Given all the time and money involved in applying to law school, you might not feel like you need to prove you are interested in a school to which you are applying. Nonetheless, demonstrating your interest in a law school could make all the difference in the competitive application process. However, there is a fine line between showing your interest and being overly pushy about it.
In this blog post, we at Stratus walk you through the best ways to express your interest in a law school.
Why Show Interest?
It might seem redundant to go extra lengths in demonstrating that you want to attend a particular law school when you are already applying to that school—but there some situations where you should do so:
- Safety/shoo-in schools: If you have a safety school in mind or your stats make you a shoo-in for a particular school, you will want to be clear about your interest in attending. Otherwise, the admissions staff might think that you just view the school as a backup, and they might not accept you if they feel you will not enroll. (If a large number of accepted applicants decide not to attend the law school, this will negatively impact the school’s rankings.) So, while law schools love to accept candidates with strong applications, if the admissions committee does not believe they will accept an offer, those candidates might be rejected.

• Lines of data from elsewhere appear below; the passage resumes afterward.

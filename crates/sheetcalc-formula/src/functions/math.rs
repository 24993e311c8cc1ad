//! Math functions

use super::arg;
use super::statistical::{self, collect_numbers, ArrayValues};
use crate::broadcast::{lift1, lift2};
use crate::coerce::numeric::validate_numeric_null_bool;
use crate::coerce::CalcResult;
use crate::context::EvaluationContext;
use crate::value::Value;
use sheetcalc_core::ErrorCode;

/// Apply a numeric function to one argument, element-wise over arrays
fn unary(args: &[Value], f: fn(f64) -> CalcResult<f64>) -> Value {
    lift1(arg(args, 0), |v| {
        let x = validate_numeric_null_bool(v)?;
        Ok(Value::number(f(x)?))
    })
}

fn binary(args: &[Value], f: fn(f64, f64) -> CalcResult<f64>) -> Value {
    lift2(arg(args, 0), arg(args, 1), |a, b| {
        let a = validate_numeric_null_bool(a)?;
        let b = validate_numeric_null_bool(b)?;
        Ok(Value::number(f(a, b)?))
    })
}

pub fn fn_abs(args: &[Value], _ctx: &EvaluationContext) -> Value {
    unary(args, |x| Ok(x.abs()))
}

pub fn fn_exp(args: &[Value], _ctx: &EvaluationContext) -> Value {
    unary(args, |x| Ok(x.exp()))
}

/// LN(x); x must be positive
pub fn fn_ln(args: &[Value], _ctx: &EvaluationContext) -> Value {
    unary(args, |x| {
        if x <= 0.0 {
            return Err(ErrorCode::Num);
        }
        Ok(x.ln())
    })
}

pub fn fn_sqrt(args: &[Value], _ctx: &EvaluationContext) -> Value {
    unary(args, |x| {
        if x < 0.0 {
            return Err(ErrorCode::Num);
        }
        Ok(x.sqrt())
    })
}

/// INT(x): round down to the nearest integer
pub fn fn_int(args: &[Value], _ctx: &EvaluationContext) -> Value {
    unary(args, |x| Ok(x.floor()))
}

pub fn fn_sign(args: &[Value], _ctx: &EvaluationContext) -> Value {
    unary(args, |x| {
        Ok(if x > 0.0 {
            1.0
        } else if x < 0.0 {
            -1.0
        } else {
            0.0
        })
    })
}

/// MOD(n, d): the result has the sign of the divisor
pub fn fn_mod(args: &[Value], _ctx: &EvaluationContext) -> Value {
    binary(args, |n, d| {
        if d == 0.0 {
            return Err(ErrorCode::Div0);
        }
        Ok(n - d * (n / d).floor())
    })
}

/// POWER(base, exponent), with the same rules as the `^` operator
pub fn fn_power(args: &[Value], _ctx: &EvaluationContext) -> Value {
    binary(args, |base, exponent| {
        if base == 0.0 && exponent == 0.0 {
            return Err(ErrorCode::Num);
        }
        if base == 0.0 && exponent < 0.0 {
            return Err(ErrorCode::Div0);
        }
        Ok(base.powf(exponent))
    })
}

/// Drop binary noise past the 15th significant digit (`100.49999999999999` -> `100.5`)
fn to_significant_digits(x: f64) -> f64 {
    if !x.is_finite() {
        return x;
    }
    format!("{x:.14e}").parse().unwrap_or(x)
}

/// ROUND(x, digits): halves round away from zero
pub fn fn_round(args: &[Value], _ctx: &EvaluationContext) -> Value {
    binary(args, |x, digits| {
        let digits = digits.trunc().clamp(-308.0, 308.0) as i32;
        let factor = 10f64.powi(digits.abs());
        if digits >= 0 {
            let scaled = x * factor;
            Ok(if scaled.is_finite() {
                to_significant_digits(scaled).round() / factor
            } else {
                x
            })
        } else {
            Ok(to_significant_digits(x / factor).round() * factor)
        }
    })
}

pub fn fn_pi(_args: &[Value], _ctx: &EvaluationContext) -> Value {
    Value::Number(std::f64::consts::PI)
}

/// SUM; text and booleans inside ranges are ignored
pub fn fn_sum(args: &[Value], ctx: &EvaluationContext) -> Value {
    match collect_numbers(args, ctx, ArrayValues::Numbers).and_then(|n| statistical::sum(&n)) {
        Ok(total) => Value::number(total),
        Err(e) => Value::Error(e),
    }
}

/// PRODUCT; 0 when there are no numbers
pub fn fn_product(args: &[Value], ctx: &EvaluationContext) -> Value {
    match collect_numbers(args, ctx, ArrayValues::Numbers).and_then(|n| statistical::product(&n)) {
        Ok(total) => Value::number(total),
        Err(e) => Value::Error(e),
    }
}

/// RAND(): uniform in `[0, 1)`
pub fn fn_rand(_args: &[Value], _ctx: &EvaluationContext) -> Value {
    Value::Number(rand::random::<f64>())
}

/// RANDBETWEEN(bottom, top), both bounds inclusive
pub fn fn_randbetween(args: &[Value], _ctx: &EvaluationContext) -> Value {
    use rand::Rng;

    binary(args, |bottom, top| {
        let (low, high) = (bottom.ceil(), top.floor());
        if low > high {
            return Err(ErrorCode::Num);
        }
        let mut rng = rand::thread_rng();
        Ok(rng.gen_range(low as i64..=high as i64) as f64)
    })
}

- Top-choice schools: However, if a school is your absolute number-one choice, it is worth going the extra mile in showing more interest. For many applicants, these schools will be either reach schools or ones for which they are just at the median. Given the competitive nature of the application process, you will want to leave no stone unturned when applying to your target school.
How to Show Interest
There are several ways to express your interest in a law school:
- Join the school’s email list. Any law school will have an email list that provides updates about events and application deadlines. There is always a chance the school could check to see if you have joined its list, as this would demonstrate your interest. But more importantly, joining the email list will provide you with information you can leverage during the application process to show that you really want to attend the school. This is a really low-effort action; all you must do is take a minute to subscribe to the list and then put up with a few extra emails every month.
- Attend the school’s virtual events. Before the COVID-19 pandemic, law schools held some online events, but they are now holding more than ever. Some events are just webinars. For those, even if you are not participating on screen, the organizers will see that you attended the webinar. Other events will require you to participate on screen via a Zoom session. You do not necessarily need to ask a question or talk, but you should pay attention. As with joining email lists, attending virtual events does not require much effort on your part.
- Attend the school’s in-person events. While law schools hold some in-person events on campus, many events take place in major cities. This is where getting on the email list can be helpful, because you will likely learn about events being held near you. If you are really interested in attending an in-person event in your city but do not hear of anything being scheduled, you could reach out to the Admissions Office to see if they know of any. (If you do this, be brief and respectful.) As with virtual events, you should appear engaged when attending in-person events in order to make a good impression.
- Visit the school’s campus. Law schools often will offer tours and/or information sessions on campus during the school year. This is the one action on this list that requires a big sacrifice on your end, as it could cost a lot of time and money to visit campus. When deciding whether to visit law schools and which ones to visit, you should prioritize your top choices.
- Conduct informational interviews with alumni. Another approach is to reach out to a law school’s graduates via LinkedIn. Although alumni will not be able to put in a good word for you with the admissions committee, your conversations with them could yield details to mention in an application essay or interview to help demonstrate your interest in attending the law school.
What Not to Do
Although it is great to go the extra mile to prove your interest in a law school, you should avoid coming off as too desperate or overbearing:
- Do not contact any of the admissions staff personally. If you meet an admissions team member at an information session, you should not then send them a LinkedIn request or email them about your application. They take their jobs very seriously, so they will want to avoid giving the impression that they are favoring anyone.
- Do not monopolize information sessions. If you have questions during an information session, you should certainly ask them. But hogging all of the time or asking inappropriate questions could leave a bad taste in the admission staff’s mouth.
- Do not reach out to anyone employed by the school, such as professors. Although it can be a good idea to mention professors and other school staff members when explaining your interest in attending a law school, either in an application essay or during an interview, trying to contact a professor can have the same unfortunate impact as reaching out directly to a specific admissions staff member.
- Do not overextend yourself with campus visits. If you do not have the time or money to visit all law schools of interest to you, do not feel that you must plan campus visits to every single one. Most times, skipping this extra step will not be a deal breaker.
The ideas outlined in this post are good to keep in mind if you need to go the extra mile in demonstrating your interest in law schools. Most of the suggestions, such as joining an email list and attending an online info session, do not take much effort. Given the uncertainty in the application process, you would do well to consider implementing some of these ideas for the law schools at the top of your list.